By NEIL HARTNELL
Tribune Business Editor
The Government was yesterday urged to stop developing social programmes “we have no capacity to afford”, a prominent governance reform campaigner arguing against pushing forward with the National Health Insurance (NHI) scheme.
Robert Myers, a principal for the Organisation for Responsible Governance (ORG), was speaking after the Central Bank revealed that almost one-quarter of the Government’s subsidy payments in the final three months of 2016 related to NHI.
Its 2016 fourth quarter report, disclosed yesterday, said: “The expansion in current spending was largely attributed to a $26.9 million (11.7 per cent) rise in transfer payments to $257.6 million, as subsidies firmed by $19.6 million (24.2 per cent) to $100.6 million - a quarter of which ($23 million) related to preparations for the National Health Insurance (NHI) scheme.”
Mr Myers, in response to the Central Bank report, told Tribune Business of NHI: “The Government can’t afford that right now.

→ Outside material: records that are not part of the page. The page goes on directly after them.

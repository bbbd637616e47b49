use super::*;

#[test]
fn defaults_point_at_local_server() {
    let config = AppConfig::default();
    assert_eq!(config.server.host, "127.0.0.1");
    assert_eq!(config.server.port, 8080);
    assert_eq!(config.panel.scroll_idle, Duration::from_secs(3));
    assert_eq!(config.panel.scratch_dir, env::temp_dir());
}

#[test]
fn user_values_override_defaults_key_by_key() {
    let config = AppConfig::from_toml_str(
        r#"
[server]
port = 9123

[panel]
scratch_dir = "/tmp/testgen-scratch"
"#,
    )
    .expect("config");
    assert_eq!(config.server.host, "127.0.0.1");
    assert_eq!(config.server.port, 9123);
    assert_eq!(config.panel.scroll_idle, Duration::from_secs(3));
    assert_eq!(config.panel.scratch_dir, PathBuf::from("/tmp/testgen-scratch"));
}

#[test]
fn rejects_empty_host_and_zero_port() {
    let err = AppConfig::from_toml_str("[server]\nhost = \"  \"\n").expect_err("empty host");
    assert_eq!(err.kind(), io::ErrorKind::InvalidData);
    let err = AppConfig::from_toml_str("[server]\nport = 0\n").expect_err("zero port");
    assert_eq!(err.kind(), io::ErrorKind::InvalidData);
}

#[test]
fn rejects_invalid_toml() {
    let err = AppConfig::from_toml_str("[server\nport = ").expect_err("broken toml");
    assert_eq!(err.kind(), io::ErrorKind::InvalidData);
}

#[test]
fn cli_overrides_win_but_ignore_blank_values() {
    let config = AppConfig::default().with_overrides(Some("localhost".to_string()), Some(7000));
    assert_eq!(config.server.host, "localhost");
    assert_eq!(config.server.port, 7000);

    let config = AppConfig::default().with_overrides(Some("   ".to_string()), Some(0));
    assert_eq!(config.server.host, "127.0.0.1");
    assert_eq!(config.server.port, 8080);
}

#[test]
fn load_reads_an_explicit_file() {
    let dir = tempfile::tempdir().expect("tempdir");
    let path = dir.path().join("custom.toml");
    fs::write(&path, "[server]\nhost = \"10.0.0.2\"\n").expect("write config");
    let config = AppConfig::load(Some(&path)).expect("load");
    assert_eq!(config.server.host, "10.0.0.2");
    assert_eq!(config.server.port, 8080);
}

#[test]
fn first_run_writes_the_default_file() {
    let dir = tempfile::tempdir().expect("tempdir");
    let path = ensure_default_config_in(dir.path()).expect("ensure");
    assert_eq!(fs::read_to_string(&path).expect("read"), DEFAULT_CONFIG_TOML);
}

#[test]
fn complete_user_file_is_left_byte_for_byte() {
    let dir = tempfile::tempdir().expect("tempdir");
    let path = dir.path().join(CONFIG_FILE_NAME);
    let text = "# mine\n[server]\nhost = \"h\"\nport = 1\n\n[panel]\nscroll_idle_secs = 9\nscratch_dir = \"\"\n";
    fs::write(&path, text).expect("write config");

    ensure_default_config_in(dir.path()).expect("ensure");

    assert_eq!(fs::read_to_string(&path).expect("read"), text);
}

#[test]
fn partial_user_file_gains_missing_keys_and_keeps_its_values() {
    let dir = tempfile::tempdir().expect("tempdir");
    let path = dir.path().join(CONFIG_FILE_NAME);
    fs::write(&path, "[server]\nport = 9999\n").expect("write config");

    ensure_default_config_in(dir.path()).expect("ensure");

    let merged = fs::read_to_string(&path).expect("read");
    let config = AppConfig::from_toml_str(&merged).expect("parse merged");
    assert_eq!(config.server.port, 9999);
    assert!(merged.contains("scroll_idle_secs"));
    assert!(merged.contains("host"));
}

#[test]
fn scratch_files_are_named_by_language() {
    let dir = tempfile::tempdir().expect("tempdir");
    let path = write_scratch_file(dir.path(), "class A {}", "java").expect("write");
    assert_eq!(path.extension().and_then(|ext| ext.to_str()), Some("java"));
    assert_eq!(fs::read_to_string(&path).expect("read"), "class A {}");

    let path = write_scratch_file(&dir.path().join("nested"), "x", "cobol").expect("write");
    assert_eq!(path.extension().and_then(|ext| ext.to_str()), Some("txt"));
}

#[test]
fn language_suffixes() {
    assert_eq!(lang_suffix("Python"), "py");
    assert_eq!(lang_suffix("kotlin"), "kt");
    assert_eq!(lang_suffix("js"), "js");
    assert_eq!(lang_suffix("TypeScript"), "ts");
    assert_eq!(lang_suffix("plaintext"), "txt");
}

“We’ve got to get NHI out of creating efficiencies in the existing system, not in spending money. Let’s create these efficiencies, and once we see the fruits of our labour, we can turn around and figure out how to spend that money on a more efficient system.”
Mr Myers added that the Government was continuing to develop new social benefits programmes, which required extra spending, despite having been repeatedly told that its main social security scheme - the National Insurance Board (NIB) - will likely be bankrupt by 2029-2030 without serious, urgent reform.
“They’re spending money they don’t have,” he told Tribune Business. “We’ve got to get business minds involved in these decisions, and work on real, tangible change that results in the lowering of expenditure, then worry about the benefits.
“If we’re putting in place social benefits that we have no capacity to afford, who are we fooling if that system collapses? We’re talking about NIB being bankrupt by 2030, but are still looking at putting in other social benefits.
“That’s just irresponsible, and people can’t afford another tax, as VAT has removed so much from the economy. It’s just reckless,” he added.
“Do the work, change the system up, get efficiencies and accountability, and see where that takes you. Implement a more efficient system; don’t make these assumptions just to make a fool of us.”